:: Task to carry out ::
Scan the entries for the word "SeqCst", and copy every line where it appears.

:: Excerpted data ::

==========

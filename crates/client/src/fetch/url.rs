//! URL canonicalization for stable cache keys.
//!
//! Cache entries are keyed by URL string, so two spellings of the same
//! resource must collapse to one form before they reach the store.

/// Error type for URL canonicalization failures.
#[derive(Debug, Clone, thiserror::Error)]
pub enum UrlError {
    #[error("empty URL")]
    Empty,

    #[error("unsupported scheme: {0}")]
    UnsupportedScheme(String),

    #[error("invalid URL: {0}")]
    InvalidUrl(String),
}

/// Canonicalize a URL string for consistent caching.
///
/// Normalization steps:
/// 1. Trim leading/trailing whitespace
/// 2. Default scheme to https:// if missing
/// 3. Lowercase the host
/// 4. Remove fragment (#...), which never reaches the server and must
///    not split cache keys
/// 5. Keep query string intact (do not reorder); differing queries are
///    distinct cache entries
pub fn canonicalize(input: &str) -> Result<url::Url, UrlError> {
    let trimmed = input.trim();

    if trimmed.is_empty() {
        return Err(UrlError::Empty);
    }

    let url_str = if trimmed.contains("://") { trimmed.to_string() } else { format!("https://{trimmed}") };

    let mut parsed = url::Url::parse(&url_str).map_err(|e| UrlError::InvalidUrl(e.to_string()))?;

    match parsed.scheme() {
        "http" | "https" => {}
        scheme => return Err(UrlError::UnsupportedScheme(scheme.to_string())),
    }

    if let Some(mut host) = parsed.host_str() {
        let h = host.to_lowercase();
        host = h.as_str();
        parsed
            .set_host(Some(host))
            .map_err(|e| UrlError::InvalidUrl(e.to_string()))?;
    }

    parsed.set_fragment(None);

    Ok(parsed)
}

==========

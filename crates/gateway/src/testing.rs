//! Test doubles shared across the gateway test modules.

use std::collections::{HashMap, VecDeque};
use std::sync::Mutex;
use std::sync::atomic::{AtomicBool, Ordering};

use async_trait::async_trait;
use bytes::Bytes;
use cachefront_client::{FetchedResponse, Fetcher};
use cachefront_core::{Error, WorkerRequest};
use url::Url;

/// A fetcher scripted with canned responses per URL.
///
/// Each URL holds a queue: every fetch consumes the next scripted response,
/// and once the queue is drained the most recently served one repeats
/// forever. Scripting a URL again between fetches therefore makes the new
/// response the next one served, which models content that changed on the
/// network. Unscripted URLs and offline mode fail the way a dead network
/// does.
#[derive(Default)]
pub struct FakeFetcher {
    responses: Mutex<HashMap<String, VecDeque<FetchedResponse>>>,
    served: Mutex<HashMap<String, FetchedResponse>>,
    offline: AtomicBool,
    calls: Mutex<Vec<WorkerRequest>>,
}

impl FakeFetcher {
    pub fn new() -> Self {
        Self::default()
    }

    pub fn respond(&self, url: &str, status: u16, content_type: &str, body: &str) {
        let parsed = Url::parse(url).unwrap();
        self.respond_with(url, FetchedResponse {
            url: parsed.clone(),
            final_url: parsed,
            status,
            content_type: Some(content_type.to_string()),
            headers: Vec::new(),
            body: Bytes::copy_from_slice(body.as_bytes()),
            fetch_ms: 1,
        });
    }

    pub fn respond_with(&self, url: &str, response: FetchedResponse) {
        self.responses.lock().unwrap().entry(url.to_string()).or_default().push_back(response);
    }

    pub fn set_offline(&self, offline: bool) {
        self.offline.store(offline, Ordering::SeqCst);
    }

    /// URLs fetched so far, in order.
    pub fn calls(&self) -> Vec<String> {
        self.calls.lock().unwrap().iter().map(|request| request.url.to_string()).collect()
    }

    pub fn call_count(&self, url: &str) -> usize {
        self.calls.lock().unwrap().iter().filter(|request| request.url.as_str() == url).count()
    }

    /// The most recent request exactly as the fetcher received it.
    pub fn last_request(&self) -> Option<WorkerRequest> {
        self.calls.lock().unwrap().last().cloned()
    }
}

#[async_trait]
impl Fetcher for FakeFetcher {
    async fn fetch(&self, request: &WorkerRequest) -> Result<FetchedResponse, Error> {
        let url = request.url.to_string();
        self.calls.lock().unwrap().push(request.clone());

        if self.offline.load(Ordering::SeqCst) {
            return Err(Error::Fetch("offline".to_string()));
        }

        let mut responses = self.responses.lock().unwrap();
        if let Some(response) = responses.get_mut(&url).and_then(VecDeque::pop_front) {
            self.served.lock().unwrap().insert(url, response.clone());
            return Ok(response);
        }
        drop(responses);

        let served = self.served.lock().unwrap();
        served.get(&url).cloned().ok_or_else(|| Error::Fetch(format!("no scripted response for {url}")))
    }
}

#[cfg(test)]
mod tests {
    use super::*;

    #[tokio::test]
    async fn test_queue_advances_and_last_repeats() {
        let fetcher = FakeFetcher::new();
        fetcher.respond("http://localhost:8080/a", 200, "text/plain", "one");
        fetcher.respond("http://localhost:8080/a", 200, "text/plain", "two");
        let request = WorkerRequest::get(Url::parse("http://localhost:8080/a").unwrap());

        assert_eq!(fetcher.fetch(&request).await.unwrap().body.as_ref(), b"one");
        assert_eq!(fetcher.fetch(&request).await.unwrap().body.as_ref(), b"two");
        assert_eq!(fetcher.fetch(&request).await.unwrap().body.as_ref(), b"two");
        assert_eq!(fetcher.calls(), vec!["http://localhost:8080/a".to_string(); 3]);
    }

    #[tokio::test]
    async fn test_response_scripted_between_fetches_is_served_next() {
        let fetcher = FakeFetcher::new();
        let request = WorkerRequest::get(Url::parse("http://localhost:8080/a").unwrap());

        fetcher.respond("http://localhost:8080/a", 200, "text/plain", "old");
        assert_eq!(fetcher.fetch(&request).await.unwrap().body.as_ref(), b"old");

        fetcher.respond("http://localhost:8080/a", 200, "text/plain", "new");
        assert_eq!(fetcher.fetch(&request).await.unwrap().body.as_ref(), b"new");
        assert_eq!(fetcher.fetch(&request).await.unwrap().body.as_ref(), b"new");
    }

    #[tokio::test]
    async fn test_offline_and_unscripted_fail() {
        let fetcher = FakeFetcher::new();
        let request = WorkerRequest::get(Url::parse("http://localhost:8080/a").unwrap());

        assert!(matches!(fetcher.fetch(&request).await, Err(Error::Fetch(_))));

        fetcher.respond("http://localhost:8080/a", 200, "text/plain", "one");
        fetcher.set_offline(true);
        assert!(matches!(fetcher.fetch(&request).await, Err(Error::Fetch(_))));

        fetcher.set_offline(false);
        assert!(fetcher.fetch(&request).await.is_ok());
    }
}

==========

:: Written solution ::
        self.offline.store(offline, Ordering::SeqCst);
        if self.offline.load(Ordering::SeqCst) {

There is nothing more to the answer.